Ancora una volta sul gradino più alto del podio: Roberta Dominici ha prevalso a Lignano Sabbiadoro, al “Trofeo internazionale Alpe Adria”, tappa del circuito Open League Fijlkam. La karateka, talento del kata, ha “portato fieno in cascina”: la gara, alla 37esima edizione, è valida per il ranking nazionale, quindi importante per formare la selezione della Nazionale che parteciperà ai Campionati Mondiali Giovanili WKF.
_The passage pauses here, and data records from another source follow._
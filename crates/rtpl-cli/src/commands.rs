mod events;
mod generate;

use std::process::ExitCode;

use anyhow::Result;
use camino::Utf8Path;
use camino::Utf8PathBuf;
use clap::Subcommand;
use rtpl_conf::Settings;

use crate::args::Args;

/// The project a command runs against: the working directory and the
/// settings layered from it.
#[derive(Debug)]
pub struct Project {
    pub root: Utf8PathBuf,
    pub settings: Settings,
}

impl Project {
    /// Template root, from `--templates` or `template_dir` relative to the project.
    pub fn template_dir(&self, templates: Option<&Utf8Path>) -> Utf8PathBuf {
        match templates {
            Some(dir) => self.root.join(dir),
            None => self.root.join(&self.settings.template_dir),
        }
    }
}

pub trait Command {
    fn execute(&self, project: &Project, args: &Args) -> Result<ExitCode>;
}

#[derive(Debug, Subcommand)]
pub enum RtplCommand {
    /// Generate Rust modules for one or more templates
    Generate(self::generate::Generate),
    /// Print the parsed header and body events of a template as JSON
    Events(self::events::Events),
}

impl Command for RtplCommand {
    fn execute(&self, project: &Project, args: &Args) -> Result<ExitCode> {
        match self {
            RtplCommand::Generate(command) => command.execute(project, args),
            RtplCommand::Events(command) => command.execute(project, args),
        }
    }
}
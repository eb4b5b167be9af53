use std::io;

use camino::Utf8PathBuf;
use rtpl_templates::HeaderError;
use rtpl_templates::ParseError;
use thiserror::Error;

use crate::names::Namespace;
use crate::unit::NameCollision;

#[derive(Debug, Error)]
pub enum CompileError {
    #[error("Template '{name}' not found")]
    NotFound { name: String },

    #[error("Malformed header in '{name}': {source}")]
    MalformedHeader { name: String, source: HeaderError },

    #[error("Invalid structure in '{name}': {source}")]
    Structure { name: String, source: ParseError },

    #[error("Unresolved {kind} '{name}' referenced from '{referrer}' at position {position}")]
    UnresolvedReference {
        kind: Namespace,
        name: String,
        referrer: String,
        position: usize,
    },

    #[error("'{existing}' and '{incoming}' both generate unit '{name}'")]
    NameCollision {
        name: String,
        existing: String,
        incoming: String,
    },

    #[error(transparent)]
    Build(#[from] BuildError),
}

impl From<NameCollision> for CompileError {
    fn from(collision: NameCollision) -> Self {
        CompileError::NameCollision {
            name: collision.name.to_string(),
            existing: collision.existing,
            incoming: collision.incoming,
        }
    }
}

/// Failures reported by a build backend or the source-tree emitter.
#[derive(Debug, Error)]
pub enum BuildError {
    #[error("I/O error at {path}: {source}")]
    Io { path: Utf8PathBuf, source: io::Error },

    #[error("Build rejected: {0}")]
    Rejected(String),

    #[error("No compiled unit named '{0}'")]
    MissingUnit(String),
}

impl BuildError {
    pub(crate) fn io(path: impl Into<Utf8PathBuf>, source: io::Error) -> Self {
        BuildError::Io {
            path: path.into(),
            source,
        }
    }
}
Per Roberta la vittoria ha un significato ancora maggiore: dopo l’ultima gara di giugno e la maturità di luglio, sarebbe stato facile rallentare. Invece non si è mai fermata, come studentessa e come atleta, anche dando seguito a una sorta di tradizione personale: è tornata a lavorare all'Istituto Clinico San Carlo (vedi QUI). Sotto il profilo tecnico, alcune parti dei suoi kata sono state riviste in maniera sostanziale, alla ricerca dei dettagli che possono fare la differenza quando il livello si alza. Più precisione, più qualità, più controllo, più consapevolezza.
Un lavoro silenzioso, fatto lontano dai riflettori. Poi, sul tatami, è arrivato il migliore riscontro possibile.